When you’re building and operating in high-volume, chaotic environments, you need to plan for failure. The Stoics were known to predict this: a foreboding of evil— deliberate considerations of what will go wrong. Modern systems science uses the term failure: the specific ways in which a system breaks down. The more you can map out your failure modes in advance, the better you can design your system to get past, over, or around them. Of course, not all failures are equal, and not all failure directions are the same. In this post, we’ll discuss three axes for differentiating between failures and how each can inform different design choices for complex systems operating in high-performance environments.
Failing to fail vs
Systems that fail to something outside of their normal operating model have defined a second point of stability. These secondary points are not ideal, but they are sufficient to keep activity low, and failing them increases the chance of achieving the goal even when the first approach fails. humanAI teams use this “fail-to-fail” approach. When operating at full capacity, these teams balance complex inputs, execute complex operations, and distribute decision authority between human and artificial elements. Only to people decision making is a natural secondary point of stability, so a well-designed human-AI team can be set up to fail when human control fails, with the AI component failing first and the human elements continuing to move towards the mission.

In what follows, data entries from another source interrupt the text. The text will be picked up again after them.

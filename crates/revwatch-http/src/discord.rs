//! `Messenger` over the Discord REST API (v10, bot token auth).
//!
//! A group is a guild and a channel is a guild text channel. Resolution
//! fetches the guild, then the channel, and checks that the channel belongs
//! to that guild. Notifications are posted as a single embed.
//!
//! Guild and channel ids are snowflakes (decimal digits). An id that is not
//! one cannot name a live destination and resolves as gone without a request.

use std::time::Duration;

use reqwest::{Client, Response, StatusCode, Url, header};
use revwatch_core::messaging::{
  DeliveryFailure, Destination, Messenger, Notification, Resolution,
};
use serde::{Deserialize, Serialize};

use crate::{
  endpoint::Endpoint,
  error::{Error, Result},
};

#[derive(Debug, Clone, PartialEq, Eq, Serialize, Deserialize)]
#[serde(default)]
pub struct DiscordConfig {
  pub token:        String,
  pub api_base:     String,
  pub timeout_secs: u64,
}

impl Default for DiscordConfig {
  fn default() -> Self {
    Self {
      token:        String::new(),
      api_base:     "https://discord.com/api/v10".to_owned(),
      timeout_secs: 30,
    }
  }
}

// ─── Wire types ──────────────────────────────────────────────────────────────

#[derive(Debug, Deserialize)]
struct ChannelInfo {
  #[serde(default)]
  guild_id: Option<String>,
}

#[derive(Debug, Serialize)]
struct MessagePayload {
  embeds: Vec<Embed>,
}

#[derive(Debug, Serialize)]
struct Embed {
  title:       String,
  description: String,
  author:      EmbedAuthor,
  fields:      Vec<EmbedField>,
  footer:      EmbedFooter,
  timestamp:   String,
}

#[derive(Debug, Serialize)]
struct EmbedAuthor {
  name: String,
}

#[derive(Debug, Serialize)]
struct EmbedField {
  name:   &'static str,
  value:  String,
  inline: bool,
}

#[derive(Debug, Serialize)]
struct EmbedFooter {
  text: String,
}

impl From<&Notification> for Embed {
  fn from(n: &Notification) -> Self {
    let stars = if n.stars.is_empty() { "No stars".to_owned() } else { n.stars.clone() };
    Embed {
      title:       n.title.clone(),
      description: n.body.clone(),
      author:      EmbedAuthor { name: n.author.clone() },
      fields:      vec![EmbedField { name: "Stars", value: stars, inline: false }],
      footer:      EmbedFooter { text: n.footer.clone() },
      timestamp:   n.timestamp.to_rfc3339(),
    }
  }
}

// ─── Client ──────────────────────────────────────────────────────────────────

#[derive(Clone)]
pub struct DiscordMessenger {
  client:   Client,
  endpoint: Endpoint,
  token:    String,
}

impl DiscordMessenger {
  pub fn new(config: &DiscordConfig) -> Result<Self> {
    if config.token.trim().is_empty() {
      return Err(Error::Config("discord token is empty".into()));
    }
    let client = Client::builder()
      .timeout(Duration::from_secs(config.timeout_secs))
      .build()?;
    Ok(Self {
      client,
      endpoint: Endpoint::parse(&config.api_base, "discord api_base")?,
      token: config.token.trim().to_owned(),
    })
  }

  fn authorized(&self, req: reqwest::RequestBuilder) -> reqwest::RequestBuilder {
    req.header(header::AUTHORIZATION, format!("Bot {}", self.token))
  }

  async fn get(&self, url: Url) -> Result<Response, DeliveryFailure> {
    self
      .authorized(self.client.get(url))
      .send()
      .await
      .map_err(|e| DeliveryFailure::Network(e.to_string()))
  }
}

fn is_snowflake(id: &str) -> bool { !id.is_empty() && id.bytes().all(|b| b.is_ascii_digit()) }

fn retry_after(resp: &Response) -> Option<Duration> {
  resp
    .headers()
    .get(header::RETRY_AFTER)
    .and_then(|v| v.to_str().ok())
    .and_then(parse_retry_after)
}

fn parse_retry_after(value: &str) -> Option<Duration> {
  value
    .trim()
    .parse::<f64>()
    .ok()
    .filter(|secs| secs.is_finite() && *secs >= 0.0)
    .map(Duration::from_secs_f64)
}

/// Map a non-success response onto a transient failure.
async fn failure(resp: Response) -> DeliveryFailure {
  if resp.status() == StatusCode::TOO_MANY_REQUESTS {
    return DeliveryFailure::RateLimited { retry_after: retry_after(&resp) };
  }
  let status = resp.status().as_u16();
  let message = resp.text().await.unwrap_or_default();
  DeliveryFailure::Rejected { status, message }
}

impl Messenger for DiscordMessenger {
  async fn resolve_destination(
    &self,
    group_id: &str,
    channel_id: &str,
  ) -> Result<Resolution, DeliveryFailure> {
    if !is_snowflake(group_id) {
      return Ok(Resolution::GroupNotFound);
    }
    if !is_snowflake(channel_id) {
      return Ok(Resolution::ChannelNotFound);
    }

    let guild = self.get(self.endpoint.join(["guilds", group_id])).await?;
    match guild.status() {
      // 403: the bot is no longer a member of the guild.
      StatusCode::NOT_FOUND | StatusCode::FORBIDDEN => return Ok(Resolution::GroupNotFound),
      s if s.is_success() => {}
      _ => return Err(failure(guild).await),
    }

    let channel = self.get(self.endpoint.join(["channels", channel_id])).await?;
    match channel.status() {
      StatusCode::NOT_FOUND => Ok(Resolution::ChannelNotFound),
      s if s.is_success() => {
        let info: ChannelInfo = channel
          .json()
          .await
          .map_err(|e| DeliveryFailure::Network(e.to_string()))?;
        if info.guild_id.as_deref() == Some(group_id) {
          Ok(Resolution::Found(Destination {
            group_id:   group_id.to_owned(),
            channel_id: channel_id.to_owned(),
          }))
        } else {
          Ok(Resolution::ChannelNotFound)
        }
      }
      _ => Err(failure(channel).await),
    }
  }

  async fn send(
    &self,
    destination: &Destination,
    notification: &Notification,
  ) -> Result<(), DeliveryFailure> {
    let payload = MessagePayload { embeds: vec![Embed::from(notification)] };
    let url = self
      .endpoint
      .join(["channels", destination.channel_id.as_str(), "messages"]);
    let resp = self
      .authorized(self.client.post(url))
      .json(&payload)
      .send()
      .await
      .map_err(|e| DeliveryFailure::Network(e.to_string()))?;

    if resp.status().is_success() {
      tracing::debug!(channel_id = %destination.channel_id, "discord message posted");
      Ok(())
    } else {
      Err(failure(resp).await)
    }
  }
}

Avoidance systems recognize a specific threat and are designed to avoid it directly. As a very simple model, imagine walking along a cliff. If you’re going to walk, it’s definitely better to walk away from the wall, so most people instinctively lean inward a bit when walking. Airplanes that are about to land also use the failover method. The main risk is contact with the ground, so when the landing sequence is not followed properly, the preferred reaction is often to fly over the runway, regain altitude and return. They don’t yet activate a specific backup plan, just avoid catastrophic failure. The more you understand your system’s secondary points of stability and its areas of concentrated risk, the more deliberately you can plan where it will fall.
Fail early and fail late
Early failure allows systems to abandon a course of action before irreversible consequences are reached. Because the system theoretically still has the ability to continue, early failure can feel like abandonment before it’s done – so care must be taken to proactively identify and exploit early signals that a course of action is inevitably and irreversibly leading to failure. A classic example comes from the startup world. Startups have limited resources and may lack structure stability more advanced companies, so they are regularly advised to conduct cost-effective experiments, test ideas quickly, and abandon ways that don’t work as soon as possible, and keep scarce resources for what works. In his classic book Good luck, Jim Collins called this shooting and then cannonballs: using low-cost failures (“bullets”) to triangulate the right direction before committing serious resources (“cannons”).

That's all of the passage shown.